- **DATA RECORDS**:
────────────────────

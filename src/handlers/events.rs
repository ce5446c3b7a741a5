use axum::body::Bytes;
use axum::extract::{Path, Query, State};
use axum::response::Response;
use axum::Json;
use serde::Deserialize;
use uuid::Uuid;

use crate::auth::{CurrentUser, MaybeUser};
use crate::models::{EventPatch, NewEvent};
use crate::state::AppState;
use crate::utils::error::AppError;
use crate::utils::response::{created, empty_success, success};

#[derive(Debug, Default, Deserialize)]
pub struct EventQuery {
    pub q: Option<String>,
    pub category: Option<String>,
}

/// Published events; `q` searches, `category` filters. `q` wins when both are set.
pub async fn list_events(
    State(state): State<AppState>,
    Query(query): Query<EventQuery>,
) -> Result<Response, AppError> {
    let events = match (query.q, query.category) {
        (Some(q), _) => state.events.search_events(&q).await?,
        (None, Some(category)) => state.events.filter_events_by_category(&category).await?,
        (None, None) => state.events.get_published_events().await?,
    };
    Ok(success(events, "Events retrieved"))
}

pub async fn get_event(
    State(state): State<AppState>,
    MaybeUser(viewer): MaybeUser,
    Path(id): Path<Uuid>,
) -> Result<Response, AppError> {
    let event = state.events.get_event_by_id(id, viewer.as_ref()).await?;
    Ok(success(event, "Event retrieved"))
}

pub async fn create_event(
    State(state): State<AppState>,
    CurrentUser(organizer): CurrentUser,
    Json(input): Json<NewEvent>,
) -> Result<Response, AppError> {
    let event = state.events.create_event(&organizer, input).await?;
    Ok(created(event, "Event created"))
}

pub async fn update_event(
    State(state): State<AppState>,
    CurrentUser(actor): CurrentUser,
    Path(id): Path<Uuid>,
    Json(patch): Json<EventPatch>,
) -> Result<Response, AppError> {
    let event = state.events.update_event(&actor, id, patch).await?;
    Ok(success(event, "Event updated"))
}

pub async fn delete_event(
    State(state): State<AppState>,
    CurrentUser(actor): CurrentUser,
    Path(id): Path<Uuid>,
) -> Result<Response, AppError> {
    state.events.delete_event(&actor, id).await?;
    Ok(empty_success("Event deleted successfully"))
}

#[derive(Debug, Deserialize)]
pub struct ImageUpload {
    pub file_name: String,
}

pub async fn upload_image(
    State(state): State<AppState>,
    CurrentUser(actor): CurrentUser,
    Path(id): Path<Uuid>,
    Query(upload): Query<ImageUpload>,
    body: Bytes,
) -> Result<Response, AppError> {
    let event = state
        .events
        .upload_event_image(&actor, id, &upload.file_name, &body)
        .await?;
    Ok(success(event, "Image uploaded"))
}

pub async fn delete_image(
    State(state): State<AppState>,
    CurrentUser(actor): CurrentUser,
    Path(id): Path<Uuid>,
) -> Result<Response, AppError> {
    let event = state.events.delete_event_image(&actor, id).await?;
    Ok(success(event, "Image removed"))
}

pub async fn list_categories(State(state): State<AppState>) -> Result<Response, AppError> {
    let categories = state.events.get_categories().await?;
    Ok(success(categories, "Categories retrieved"))
}

#[derive(Debug, Deserialize)]
pub struct NewCategory {
    pub name: String,
    pub description: Option<String>,
}

pub async fn create_category(
    State(state): State<AppState>,
    CurrentUser(actor): CurrentUser,
    Json(input): Json<NewCategory>,
) -> Result<Response, AppError> {
    if !actor.is_organizer() {
        return Err(AppError::Forbidden(
            "Only organizers can add categories".into(),
        ));
    }
    let category = state
        .events
        .create_category(&input.name, input.description)
        .await?;
    Ok(created(category, "Category created"))
}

────────────────────

Show every line of the material above in which "input" is present.

    Json(input): Json<NewEvent>,
    let event = state.events.create_event(&organizer, input).await?;
    Json(input): Json<NewCategory>,
        .create_category(&input.name, input.description)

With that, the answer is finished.